I remember from early childhood my mother jumping on the kitchen table to escape a mouse. I had seen aunts and cousins do it too and had heard the screams. Why I can tell the difference between a mouse-in-the-house scream and the kind inspired by an ax murderer at the door, I cannot say. I just know it is so.

Fast forward a couple of years. Christine and I were out on the Kenai River flats during a 24-foot-high tide. The water was a couple of inches below the top of Christine’s chest waders, and we inched along knowing a step into a hole would be bad business.

As we crept along, a mouse swam close by, the tidal current carrying the little fellow along. He attempted to climb a blade of grass, but it didn’t hold and he fell back into the water.

“We need to help him,” Christine said.

Not sure what we could do, I started pulling up grass and fashioned a mouse-sized raft. I slipped the raft in front of the struggling little creature, who climbed on it and floated off to another day, as far as we know.

When we moved to our current home, which is rural, I thought about the pests we would have and realized it might be necessary to eradicate a normally prolific squirrel population. I had visions of wiring and insulation chewed to bits, attics scattered with the torn remnants of squirrel devastation, and of course, squirrel poop.

It didn’t happen. The nearest stand of spruce trees, where squirrels make their home, was across the road, a couple of hundred yards away. Our property is covered in birch trees, and not inviting to the little nuisances.

In the brush around our deck there was a perfect opening with lots of escape cover around so we could spread bird seed for songbirds to congregate. It was close enough to make the viewing nice, without interfering too much.

It took a few years but the squirrels eventually caught on to the free food, especially when we put out peanuts in the shell. They spend hours snatching them up, running off to store them and then forgetting where they stored them.

While we enjoyed the antics of the adorable little buggers and watched as new families emerged, we had concerns. We wanted to watch them as long as they didn’t decide to take up residence in the house. We didn’t want to have to turn on them if they got out of hand.

Musing about our rodents and our relationship with them got me thinking about how the circumstances in which we encounter animals in the natural world defines our responses.

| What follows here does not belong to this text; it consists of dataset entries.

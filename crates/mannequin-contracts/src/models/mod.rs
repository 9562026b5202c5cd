mod registry;
mod selectors;

pub use registry::{ModelRegistry, ModelSpec, EDIT_CAPABILITY, IMAGE_CAPABILITY};
pub use selectors::{ModelSelection, ModelSelector, SelectionError};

A poor farmer in a village in India, struggling to make a living in the hacked-out jungle, where some 500 of his fellows have been killed and eaten by a pair of leopards might not assign the same value to the leopard as a tourist snapping photos of the beautiful cats while touring the Serengeti from the safety of a Land Rover.

The antics of well-fed bears on a salmon stream viewed from a platform may subjugate one’s perspective of bears in general. Caught up in the moment, I’ve found myself within arm’s reach of brown bears on salmon streams, and only recognized how ridiculous my behavior had been when viewing the photos.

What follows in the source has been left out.